If you are doing a clean import and if the bone is still part of the weight table the missing bone will add the child but grayed out.

If you have already imported a character but add another character with additional bones they will be added to the first, grayed out, so if you have unique animations to a rig with unique requirements then the animations will work on the first character imported.

Lets say you have a base character and import it. A second character can be added with the additions of bones for a pony tail and if you import the character to use the first skeleton they will be added even though the first did not contain the same bones.

The docs. Check out rules for sharing skeletons

It’s a feature and not a bug that you can add additional bones with out having to modify the original rig to account for the additions and except for making things clean and tidy you can in most cases ignore them.

Then again.

End defectors are generally used for authoring animations so if they are there it’s best practice to just leave them alone. If it’s messing up targeting in UE4 then you should report it as a bug as it only needs to go along for the ride based on it’s parents relative position.

Hi,

@FrankieV: Thanks for the explanations about leaf bones, i’am quite new to animation and didn’t have any clue about those end bones :slight_smile:

@everyone bumping into such a problem, i finally solved it, here is my current understanding of it and a working solution.

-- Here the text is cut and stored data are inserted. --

//! Read-only views over one chart of the store
//!
//! Every selector takes the store, a factory and a phase. A factory or phase
//! with no chart reads as an empty chart.

use crate::store::OrgStore;
use orgd_matching::{score_competencies, CompetencyMatch, MatchResult, NodeAssignment};
use orgd_model::{FactoryId, Node, NodeId, Person, PersonId, Phase, Role, RoleId};
use serde::Serialize;

/// A node with its references resolved
#[derive(Debug, Clone, Serialize)]
#[serde(rename_all = "camelCase")]
pub struct NodeView<'a> {
    /// The node
    pub node: &'a Node,
    /// Resolved roles, in collection order
    pub roles: Vec<&'a Role>,
    /// Resolved personnel, in collection order
    pub personnel: Vec<&'a Person>,
    /// Roles assigned, nobody assigned
    pub has_vacancy: bool,
    /// Badge count
    pub potential_match_count: usize,
}

/// Resolve one node
pub fn node_view<'a>(
    store: &'a OrgStore,
    factory: &FactoryId,
    phase: Phase,
    node: &NodeId,
) -> Option<NodeView<'a>> {
    let chart = store.chart(factory, phase)?;
    let node = chart.node(node)?;
    let assignment = NodeAssignment::resolve(node, &chart.roles, &chart.personnel);
    let potential_match_count = potential_match_count(store, factory, phase, &node.id);

    Some(NodeView {
        node,
        has_vacancy: assignment.has_vacancy(),
        roles: assignment.roles,
        personnel: assignment.personnel,
        potential_match_count,
    })
}

/// Every node of the chart, resolved
pub fn node_views<'a>(store: &'a OrgStore, factory: &FactoryId, phase: Phase) -> Vec<NodeView<'a>> {
    store
        .chart(factory, phase)
        .map(|chart| {
            chart
                .nodes
                .iter()
                .filter_map(|n| node_view(store, factory, phase, &n.id))
                .collect()
        })
        .unwrap_or_default()
}

/// Nodes with roles but nobody assigned, in node order
pub fn vacant_nodes<'a>(store: &'a OrgStore, factory: &FactoryId, phase: Phase) -> Vec<&'a Node> {
    let Some(chart) = store.chart(factory, phase) else {
        return Vec::new();
    };
    chart
        .nodes
        .iter()
        .filter(|n| NodeAssignment::resolve(n, &chart.roles, &chart.personnel).has_vacancy())
        .collect()
}

/// People not sitting on any node, in collection order
pub fn unassigned_personnel<'a>(
    store: &'a OrgStore,
    factory: &FactoryId,
    phase: Phase,
) -> Vec<&'a Person> {
    let Some(chart) = store.chart(factory, phase) else {
        return Vec::new();
    };
    chart
        .personnel
        .iter()
        .filter(|p| !chart.is_assigned(&p.id))
        .collect()
}

/// Memoized badge count for a node; 0 for an unknown node
pub fn potential_match_count(
    store: &OrgStore,
    factory: &FactoryId,
    phase: Phase,
    node: &NodeId,
) -> usize {
    let Some(chart) = store.chart(factory, phase) else {
        return 0;
    };
    let Some(node) = chart.node(node) else {
        return 0;
    };
    store.engine().potential_match_count(
        node,
        &chart.roles,
        &chart.personnel,
        store.personnel_revision(factory, phase),
    )
}

/// Badge count and scored suggestions for a node
///
/// An unknown node yields an empty result.
pub fn matches_for_node(
    store: &OrgStore,
    factory: &FactoryId,
    phase: Phase,
    node: &NodeId,
) -> MatchResult {
    let Some(chart) = store.chart(factory, phase) else {
        return MatchResult::default();
    };
    let Some(target) = chart.node(node) else {
        return MatchResult::default();
    };
    let mut result = store.engine().compute(target, &chart.roles, &chart.personnel);
    result.potential_match_count = potential_match_count(store, factory, phase, node);
    result
}

/// Competency fit and gaps of a person for a role
///
/// `None` when either is missing from the chart. A person with no recorded
/// levels is scored as holding none.
pub fn development_plan(
    store: &OrgStore,
    factory: &FactoryId,
    phase: Phase,
    person: &PersonId,
    role: &RoleId,
) -> Option<CompetencyMatch> {
    let chart = store.chart(factory, phase)?;
    chart.person(person)?;
    chart.role(role)?;

    let levels = chart.levels_for(person).cloned().unwrap_or_default();
    Some(score_competencies(
        chart.requirements_for(role),
        &levels,
        &chart.competencies,
    ))
}
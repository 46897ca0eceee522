//! Org-chart store for orgd
//!
//! # Overview
//!
//! The store holds one [`OrgChart`] per factory and phase. It provides:
//! - **Actions**: every mutation is an [`Action`] applied by [`OrgStore::dispatch`]
//! - **Selectors**: read-only views such as [`selectors::vacant_nodes`]
//! - **Search**: text and filter queries via [`search::search`]
//! - **Snapshots**: JSON import/export of every chart
//! - **Integrity**: dangling-reference checks via [`check_integrity`]
//! - **Configuration**: [`OrgdConfig`] loaded from TOML
//!
//! # Example
//!
//! ```rust
//! use orgd_store::{selectors, Action, OrgStore};
//! use orgd_model::{FactoryId, Node, NodeId, Phase, Role, RoleId};
//!
//! let mut store = OrgStore::default();
//! let factory = FactoryId::from("default");
//!
//! store.dispatch(&factory, Phase::Current, Action::AddRole(
//!     Role::new(RoleId::from("r1"), "Operator").with_skills(["cnc"]),
//! )).unwrap();
//! store.dispatch(&factory, Phase::Current, Action::AddNode(
//!     Node::new(NodeId::from("n1"), "Cell 1").with_roles([RoleId::from("r1")]),
//! )).unwrap();
//!
//! let vacant = selectors::vacant_nodes(&store, &factory, Phase::Current);
//! assert_eq!(vacant.len(), 1);
//! ```

pub mod action;
pub mod chart;
pub mod config;
pub mod error;
pub mod integrity;
pub mod notification;
pub mod search;
pub mod selectors;
pub mod snapshot;
pub mod store;

pub use action::Action;
pub use chart::{ChartKey, OrgChart};
pub use config::{AnalyticsSettings, OrgdConfig, StoreConfig, DEFAULT_CONFIG_FILE};
pub use error::{ConfigError, EntityKind, SnapshotError, StoreError};
pub use integrity::{check_integrity, DanglingReference, IntegrityReport};
pub use notification::{Notification, NotificationLevel, NotificationQueue};
pub use search::{SearchQuery, SearchResults};
pub use selectors::NodeView;
pub use snapshot::{Snapshot, REQUIRED_KEYS, SNAPSHOT_VERSION};
pub use store::OrgStore;

/// Prelude module for common imports
pub mod prelude {
    //! Common imports for working with the store
    pub use crate::{
        selectors, Action, ChartKey, OrgChart, OrgStore, OrgdConfig, SearchQuery, StoreConfig,
        StoreError,
    };
}

/// Version of the store crate
pub const VERSION: &str = env!("CARGO_PKG_VERSION");
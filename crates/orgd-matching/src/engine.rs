//! Candidate pool and suggestions for a vacant node

use crate::cache::MatchCountCache;
use crate::scoring::{requires_leadership, score_candidate, CandidateScore, MatchWeights};
use crate::vacancy::NodeAssignment;
use orgd_model::{Node, Person, Role};
use serde::{Deserialize, Serialize};
use std::collections::BTreeSet;

/// Whether the person may count towards the node's potential matches
fn in_pool(node: &Node, person: &Person, required: &BTreeSet<String>) -> bool {
    !node.has_person(&person.id)
        && (required.is_empty() || person.skills.iter().any(|s| required.contains(s)))
}

fn count_pool(node: &Node, personnel: &[Person], required: &BTreeSet<String>) -> usize {
    personnel.iter().filter(|p| in_pool(node, p, required)).count()
}

/// Number of people not on the node who could fill it
///
/// With no required skills, everybody not on the node counts. Otherwise a
/// person counts if they share at least one required skill.
#[must_use]
pub fn potential_match_count(node: &Node, roles: &[Role], personnel: &[Person]) -> usize {
    let required = NodeAssignment::resolve(node, roles, personnel).required_skills();
    count_pool(node, personnel, &required)
}

/// Match a node with the default weights
#[must_use]
pub fn compute_matches(node: &Node, roles: &[Role], personnel: &[Person]) -> MatchResult {
    MatchEngine::default().compute(node, roles, personnel)
}

/// A scored suggestion
#[derive(Debug, Clone, PartialEq, Serialize, Deserialize)]
pub struct MatchedPerson {
    /// The candidate
    #[serde(flatten)]
    pub person: Person,
    /// The candidate's score
    #[serde(flatten)]
    pub score: CandidateScore,
}

impl MatchedPerson {
    /// Raw score
    #[inline]
    #[must_use]
    pub fn match_score(&self) -> u32 {
        self.score.match_score
    }

    /// Clamped display percentage
    #[inline]
    #[must_use]
    pub fn match_percentage(&self) -> u32 {
        self.score.match_percentage
    }
}

/// Matching output for one node
#[derive(Debug, Clone, PartialEq, Default, Serialize, Deserialize)]
#[serde(rename_all = "camelCase")]
pub struct MatchResult {
    /// Roles assigned, nobody assigned
    pub has_vacancy: bool,
    /// Badge count, see [`potential_match_count`]
    pub potential_match_count: usize,
    /// Union of the assigned roles' skills
    pub required_skills: Vec<String>,
    /// Assignable candidates, best raw score first
    pub matched_personnel: Vec<MatchedPerson>,
}

impl MatchResult {
    /// Best suggestion, if any
    #[inline]
    #[must_use]
    pub fn best(&self) -> Option<&MatchedPerson> {
        self.matched_personnel.first()
    }
}

/// Matching with configurable weights and a memoized badge count
#[derive(Debug, Clone)]
pub struct MatchEngine {
    weights: MatchWeights,
    cache: MatchCountCache,
}

impl MatchEngine {
    /// Create engine
    #[must_use]
    pub fn new(weights: MatchWeights, cache_capacity: u64) -> Self {
        Self {
            weights,
            cache: MatchCountCache::new(cache_capacity),
        }
    }

    /// Scoring weights
    #[inline]
    #[must_use]
    pub fn weights(&self) -> &MatchWeights {
        &self.weights
    }

    /// Badge-count cache
    #[inline]
    #[must_use]
    pub fn cache(&self) -> &MatchCountCache {
        &self.cache
    }

    /// Score every suggestable person for the node
    ///
    /// Suggestions are drawn from the same pool as the badge count, minus
    /// anyone "Not Available". They are ordered by raw score, highest first;
    /// equal scores keep collection order.
    #[must_use]
    pub fn compute(&self, node: &Node, roles: &[Role], personnel: &[Person]) -> MatchResult {
        let assignment = NodeAssignment::resolve(node, roles, personnel);
        let required = assignment.required_skills();
        let potential_match_count = count_pool(node, personnel, &required);
        let matched_personnel = self.rank(node, &assignment, personnel, &required);

        tracing::debug!(
            node = %node.id,
            required = required.len(),
            potential = potential_match_count,
            suggested = matched_personnel.len(),
            "computed matches"
        );

        MatchResult {
            has_vacancy: assignment.has_vacancy(),
            potential_match_count,
            required_skills: required.into_iter().collect(),
            matched_personnel,
        }
    }

    /// Memoized [`potential_match_count`]
    ///
    /// `revision` identifies the personnel collection: callers must pass a
    /// different value whenever any person in `personnel` changed.
    #[must_use]
    pub fn potential_match_count(
        &self,
        node: &Node,
        roles: &[Role],
        personnel: &[Person],
        revision: u64,
    ) -> usize {
        let required = NodeAssignment::resolve(node, roles, personnel).required_skills();
        self.cache
            .get_or_compute(node, &required, revision, || count_pool(node, personnel, &required))
    }

    fn rank(
        &self,
        node: &Node,
        assignment: &NodeAssignment<'_>,
        personnel: &[Person],
        required: &BTreeSet<String>,
    ) -> Vec<MatchedPerson> {
        let leadership = requires_leadership(assignment.roles.iter().copied());

        let mut ranked: Vec<MatchedPerson> = personnel
            .iter()
            .filter(|p| p.availability.is_assignable() && in_pool(node, p, required))
            .map(|p| MatchedPerson {
                person: p.clone(),
                score: score_candidate(p, required, leadership, &self.weights),
            })
            .collect();

        // Stable: ties keep collection order
        ranked.sort_by(|a, b| b.score.match_score.cmp(&a.score.match_score));
        ranked
    }
}

impl Default for MatchEngine {
    fn default() -> Self {
        Self::new(MatchWeights::default(), MatchCountCache::DEFAULT_CAPACITY)
    }
}

#[cfg(test)]
mod tests {
    use super::*;
    use orgd_model::{AvailabilityStatus, ExperienceTier, NodeId, PersonId, RoleId};
    use pretty_assertions::assert_eq;

    fn roles() -> Vec<Role> {
        vec![
            Role::new(RoleId::from("r-mgr"), "Production Manager").with_skills(["lean", "budget"]),
            Role::new(RoleId::from("r-op"), "Operator").with_skills(["cnc"]),
            Role::new(RoleId::from("r-any"), "Helper"),
        ]
    }

    fn personnel() -> Vec<Person> {
        vec![
            Person::new(PersonId::from("p1"), "Ana")
                .with_skills(["lean"])
                .with_experience(ExperienceTier::MidLevel)
                .with_availability(AvailabilityStatus::Available),
            Person::new(PersonId::from("p2"), "Ben")
                .with_skills(["lean", "budget"])
                .with_experience(ExperienceTier::Management)
                .with_availability(AvailabilityStatus::PartiallyAvailable),
            Person::new(PersonId::from("p3"), "Cy")
                .with_skills(["budget"])
                .with_experience(ExperienceTier::Senior)
                .with_availability(AvailabilityStatus::NotAvailable),
            Person::new(PersonId::from("p4"), "Dee")
                .with_skills(["cnc"])
                .with_experience(ExperienceTier::Junior),
        ]
    }

    #[test]
    fn count_and_suggestions_for_leadership_vacancy() {
        let node = Node::new(NodeId::from("n"), "Plant").with_roles([RoleId::from("r-mgr")]);
        let result = compute_matches(&node, &roles(), &personnel());

        assert!(result.has_vacancy);
        assert_eq!(result.required_skills, vec!["budget", "lean"]);
        // Cy is Not Available but still counts towards the badge
        assert_eq!(result.potential_match_count, 3);

        let ids: Vec<&str> = result.matched_personnel.iter().map(|m| m.person.id.as_str()).collect();
        assert_eq!(ids, vec!["p2", "p1"]);

        // Ben: 40 + 30 + 30 + 5
        assert_eq!(result.matched_personnel[0].match_score(), 105);
        assert_eq!(result.matched_personnel[0].match_percentage(), 100);
        // Ana: 20 + 0 + 15 + 15
        assert_eq!(result.matched_personnel[1].match_score(), 50);
        assert_eq!(result.matched_personnel[1].score.total_required_skills, 2);
    }

    #[test]
    fn empty_required_skills_count_everyone_off_node() {
        let node = Node::new(NodeId::from("n"), "Float")
            .with_roles([RoleId::from("r-any")])
            .with_personnel([PersonId::from("p4")]);
        let personnel = personnel();

        assert_eq!(potential_match_count(&node, &roles(), &personnel), 3);
    }

    #[test]
    fn no_candidate_has_skill() {
        let roles = vec![Role::new(RoleId::from("r"), "Chemist").with_skills(["titration"])];
        let node = Node::new(NodeId::from("n"), "Lab").with_roles([RoleId::from("r")]);
        let result = compute_matches(&node, &roles, &personnel());

        assert_eq!(result.potential_match_count, 0);
        assert!(result.matched_personnel.is_empty());
        assert!(result.best().is_none());
    }

    #[test]
    fn equal_raw_scores_keep_collection_order() {
        let roles = vec![Role::new(RoleId::from("r"), "Operator").with_skills(["cnc"])];
        let personnel = vec![
            Person::new(PersonId::from("a"), "A").with_skills(["cnc"]),
            Person::new(PersonId::from("b"), "B").with_skills(["cnc"]),
            Person::new(PersonId::from("c"), "C").with_skills(["cnc"]),
        ];
        let node = Node::new(NodeId::from("n"), "Cell").with_roles([RoleId::from("r")]);
        let result = compute_matches(&node, &roles, &personnel);

        let ids: Vec<&str> = result.matched_personnel.iter().map(|m| m.person.id.as_str()).collect();
        assert_eq!(ids, vec!["a", "b", "c"]);
    }

    #[test]
    fn missing_references_degrade_to_empty() {
        let node = Node::new(NodeId::from("n"), "Ghost").with_roles([RoleId::from("nope")]);
        let result = compute_matches(&node, &[], &[]);

        assert_eq!(result, MatchResult::default());
    }

    #[test]
    fn cached_count_agrees_with_direct_count() {
        let engine = MatchEngine::default();
        let node = Node::new(NodeId::from("n"), "Cell").with_roles([RoleId::from("r-op")]);
        let roles = roles();
        let personnel = personnel();

        let direct = potential_match_count(&node, &roles, &personnel);
        assert_eq!(engine.potential_match_count(&node, &roles, &personnel, 1), direct);
        assert_eq!(engine.potential_match_count(&node, &roles, &personnel, 1), direct);
        assert_eq!(engine.cache().stats().hits, 1);
    }

    #[test]
    fn matched_person_serializes_flat() {
        let node = Node::new(NodeId::from("n"), "Cell").with_roles([RoleId::from("r-op")]);
        let result = compute_matches(&node, &roles(), &personnel());
        let json = serde_json::to_value(&result).unwrap();

        let first = &json["matchedPersonnel"][0];
        assert_eq!(first["name"], "Dee");
        assert_eq!(first["matchScore"], 30);
        assert_eq!(first["matchedSkillsCount"], 1);
        assert_eq!(json["potentialMatchCount"], 1);
    }
}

It turned out i wrongly accused end bones, they were only a consequence.

The problem was that my root bone had a scale of 100, which was causing each new branch to be multiplied by 100, leading to the explosion of the size described in this thread (indeed, 100^x is a fast growing function !!).

As in blender my model was of reasonable proportion (~1m) and exporting with scale 1, i didn’t know the origin of that factor 100.

A quick google search led me to a few posts where this is described as a bug in the blender fbx exporter (v2.78 at the time of this writing).

So my solution to keep a scale of one with a normal size for my skeletal mesh was to multiply in blender the scale of the model by 100, reinitialize the scale (ctrl-a / scale) and then export with a scale of 0.01.

Once imported in UE4, the skeletal mesh has the correct size, the root bone has a scale of 1, and the animations retarget properly.